Mentre una tempesta sta per colpire un campo di grano, sullo sfondo di intravede uno stormo di corvi neri in un volo basso e disordinato.
L'immagine dei corvi può assumere un duplice significato: questi possono essere intesi come simbolo di brutti presentimenti se si considera l'interpretazione secondo la quale, i corvi, stanno volando verso di sé, al contrario possono figurare un senso di sollievo se si considera l'interpretazione secondo la quale i corvi si stanno allontanando.

Nel dipinto si possono notare tre sentieri: il primo nell'angolo in basso a sinistra, il secondo al centro, e il terzo nell'angolo in basso a destra. Il viottolo al centro, che consiste in una strada senza via di uscita, simboleggia la forte angoscia esistenziale che attanaglia il pittore.

I toni sono cupi: il cielo passa dalle tonalità rassicuranti dell'azzurro a quelle più decise del blu scuro e del nero, colore che prende il sopravvento spegnendo la luminosità del dipinto.
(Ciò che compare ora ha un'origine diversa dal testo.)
#[cfg(test)]
mod tests {
    use super::*;
    use tocsin_core::Matcher;

    fn receivers(names: &[&str]) -> HashSet<String> {
        names.iter().map(ToString::to_string).collect()
    }

    fn labels(pairs: &[(&str, &str)]) -> LabelSet {
        pairs.iter().copied().collect()
    }

    /// Root -> "default", one child matching team=db -> "dba".
    fn two_level_config(continue_matching: bool) -> RouteConfig {
        RouteConfig {
            receiver: Some("default".to_string()),
            routes: vec![RouteConfig {
                matchers: vec![Matcher::equal("team", "db")],
                receiver: Some("dba".to_string()),
                continue_matching,
                ..RouteConfig::default()
            }],
            ..RouteConfig::default()
        }
    }

    mod group_by_tests {
        use super::*;

        #[test]
        fn parse_all() {
            let parsed = GroupBy::from_config(&["...".to_string()]).unwrap();
            assert_eq!(parsed, GroupBy::All);
        }

        #[test]
        fn parse_none() {
            assert_eq!(GroupBy::from_config(&[]).unwrap(), GroupBy::None);
        }

        #[test]
        fn parse_labels() {
            let parsed =
                GroupBy::from_config(&["alertname".to_string(), "team".to_string()]).unwrap();
            assert!(matches!(parsed, GroupBy::Labels(ref names) if names.len() == 2));
        }

        #[test]
        fn dots_mixed_with_labels_fails() {
            assert!(GroupBy::from_config(&["...".to_string(), "team".to_string()]).is_err());
        }

        #[test]
        fn project_variants() {
            let set = labels(&[("alertname", "HighCPU"), ("team", "db")]);

            assert_eq!(GroupBy::All.project(&set), set);
            assert!(GroupBy::None.project(&set).is_empty());

            let by_team = GroupBy::Labels(["team".to_string()].into_iter().collect());
            assert_eq!(by_team.project(&set), labels(&[("team", "db")]));
        }
    }

    mod build_tests {
        use super::*;

        #[test]
        fn root_without_receiver_fails() {
            let config = RouteConfig::default();
            let result = Route::build(&config, &receivers(&["default"]));
            assert!(matches!(result, Err(DispatchError::InvalidRoute { .. })));
        }

        #[test]
        fn unknown_receiver_fails_at_build() {
            let config = two_level_config(false);
            let result = Route::build(&config, &receivers(&["default"]));
            assert!(
                matches!(result, Err(DispatchError::UnknownReceiver { name }) if name == "dba")
            );
        }

        #[test]
        fn zero_group_interval_fails() {
            let config = RouteConfig {
                receiver: Some("default".to_string()),
                group_interval_secs: Some(0),
                ..RouteConfig::default()
            };
            let result = Route::build(&config, &receivers(&["default"]));
            assert!(matches!(result, Err(DispatchError::InvalidRoute { .. })));
        }

        #[test]
        fn children_inherit_unset_fields() {
            let config = RouteConfig {
                receiver: Some("default".to_string()),
                group_by: Some(vec!["alertname".to_string()]),
                group_wait_secs: Some(10),
                routes: vec![RouteConfig {
                    matchers: vec![Matcher::equal("team", "db")],
                    ..RouteConfig::default()
                }],
                ..RouteConfig::default()
            };

            let root = Route::build(&config, &receivers(&["default"])).unwrap();
            let child = &root.children[0];

            assert_eq!(child.receiver, "default");
            assert_eq!(child.group_by, root.group_by);
            assert_eq!(child.group_wait, Duration::from_secs(10));
            assert_eq!(child.group_interval, DEFAULT_GROUP_INTERVAL);
        }

        #[test]
        fn child_overrides_are_local() {
            let config = RouteConfig {
                receiver: Some("default".to_string()),
                routes: vec![RouteConfig {
                    receiver: Some("dba".to_string()),
                    group_wait_secs: Some(0),
                    group_by: Some(vec![]),
                    ..RouteConfig::default()
                }],
                ..RouteConfig::default()
            };

            let root = Route::build(&config, &receivers(&["default", "dba"])).unwrap();

            assert_eq!(root.receiver, "default");
            assert_eq!(root.group_by, GroupBy::All);
            assert_eq!(root.children[0].group_by, GroupBy::None);
            assert_eq!(root.children[0].group_wait, Duration::ZERO);
        }

        #[test]
        fn node_ids_are_tree_paths() {
            let config = RouteConfig {
                receiver: Some("default".to_string()),
                routes: vec![
                    RouteConfig::default(),
                    RouteConfig {
                        routes: vec![RouteConfig::default()],
                        ..RouteConfig::default()
                    },
                ],
                ..RouteConfig::default()
            };

            let root = Route::build(&config, &receivers(&["default"])).unwrap();

            assert_eq!(root.id, "0");
            assert_eq!(root.children[0].id, "0/0");
            assert_eq!(root.children[1].id, "0/1");
            assert_eq!(root.children[1].children[0].id, "0/1/0");
        }
    }

    mod matching_tests {
        use super::*;

        #[test]
        fn matching_child_wins_without_continue() {
            let root = Route::build(&two_level_config(false), &receivers(&["default", "dba"]))
                .unwrap();

            let matched = root.matching(&labels(&[("team", "db"), ("severity", "critical")]));
            let names: Vec<&str> = matched.iter().map(|r| r.receiver.as_str()).collect();
            assert_eq!(names, vec!["dba"]);
        }

        #[test]
        fn continue_flag_also_matches_the_default() {
            let root =
                Route::build(&two_level_config(true), &receivers(&["default", "dba"])).unwrap();

            let matched = root.matching(&labels(&[("team", "db"), ("severity", "critical")]));
            let names: Vec<&str> = matched.iter().map(|r| r.receiver.as_str()).collect();
            assert_eq!(names, vec!["dba", "default"]);
        }

        #[test]
        fn unmatched_alert_falls_to_the_root() {
            let root = Route::build(&two_level_config(false), &receivers(&["default", "dba"]))
                .unwrap();

            let matched = root.matching(&labels(&[("team", "web")]));
            let names: Vec<&str> = matched.iter().map(|r| r.receiver.as_str()).collect();
            assert_eq!(names, vec!["default"]);
        }

        #[test]
        fn first_matching_sibling_wins() {
            let config = RouteConfig {
                receiver: Some("default".to_string()),
                routes: vec![
                    RouteConfig {
                        matchers: vec![Matcher::equal("team", "db")],
                        receiver: Some("first".to_string()),
                        ..RouteConfig::default()
                    },
                    RouteConfig {
                        matchers: vec![Matcher::equal("team", "db")],
                        receiver: Some("second".to_string()),
                        ..RouteConfig::default()
                    },
                ],
                ..RouteConfig::default()
            };
            let root =
                Route::build(&config, &receivers(&["default", "first", "second"])).unwrap();

            let matched = root.matching(&labels(&[("team", "db")]));
            let names: Vec<&str> = matched.iter().map(|r| r.receiver.as_str()).collect();
            assert_eq!(names, vec!["first"]);
        }

        #[test]
        fn descent_picks_the_most_specific_node() {
            let config = RouteConfig {
                receiver: Some("default".to_string()),
                routes: vec![RouteConfig {
                    matchers: vec![Matcher::equal("team", "db")],
                    receiver: Some("dba".to_string()),
                    routes: vec![RouteConfig {
                        matchers: vec![Matcher::equal("severity", "critical")],
                        receiver: Some("dba-pager".to_string()),
                        ..RouteConfig::default()
                    }],
                    ..RouteConfig::default()
                }],
                ..RouteConfig::default()
            };
            let root =
                Route::build(&config, &receivers(&["default", "dba", "dba-pager"])).unwrap();

            let critical = root.matching(&labels(&[("team", "db"), ("severity", "critical")]));
            assert_eq!(critical[0].receiver, "dba-pager");

            let warning = root.matching(&labels(&[("team", "db"), ("severity", "warning")]));
            assert_eq!(warning[0].receiver, "dba");
        }
    }
}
La tela risulta essere una testimonianza evidente di uno straziante grido di dolore: anche le pennellate sono rabbiose e perfino scomposte. L'artista non prevede alcun futuro per la propria esistenza, sarà, infatti, proprio in quel campo di grano che pochi giorni dopo si toglierà la vita. Per questo motivo l'opera è considerata una sorta di testamento spirituale.